University of Canberra library. (2021). Module 3: Appraisal. Evidence-based practice in health. https://canberra.libguides.com/c.php?g=599346&p=4149244

Critical Appraisal Checklists

Types of Bias

Bias can occur in the design and methodology of the study and this can distort the study's findings. The presence of bias may prevent the study from accurately reflecting the true results of the study. No study is completely free from bias. Through critical appraisal, the reviewer should systematically check that the researchers have minimized and acknowledged all forms of bias. 

Selection bias: Differences in the characteristics of the intervention and the comparator groups. Blind random placement of subjects within the intervention and control groups will reduce the risk of selection bias. 

Performance bias: Differences between groups in the care that is provided, or in the exposure to factors other than the interventions of interest. Blinding of participants, researchers and outcome assessors will reduce the risk of performance bias. 
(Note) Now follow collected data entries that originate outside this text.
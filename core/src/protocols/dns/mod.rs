//! DNS request/response matching.
//!
//! Pairs queries and answers by transaction id; pairing is order-independent (either may
//! arrive first). Unmatched queries expire after `dns_request_timeout_ms`.

mod parser;

pub use parser::DnsParser;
Attrition bias: Loss of number of participants in either the control or intervention group through withdrawal or drop out. This will impact the comparison between the intervention and control groups. Enrollment of a greater number of study participants than deemed necessary can help to prevent the loss of needed data points and compensate for expected withdrawals. 

Detection bias: Differences between groups in how outcomes are determined. To minimize detection bias, the methodology applied to the intervention and control groups must be equivalent with the exception of the  measured intervention. Blinding of participants, researchers and assessors will also minimize detection bias. 

Reporting bias: Differences between reported and unreported findings. All of the data collected during a study must be presented in an objective manner regardless of results to minimize reporting bias.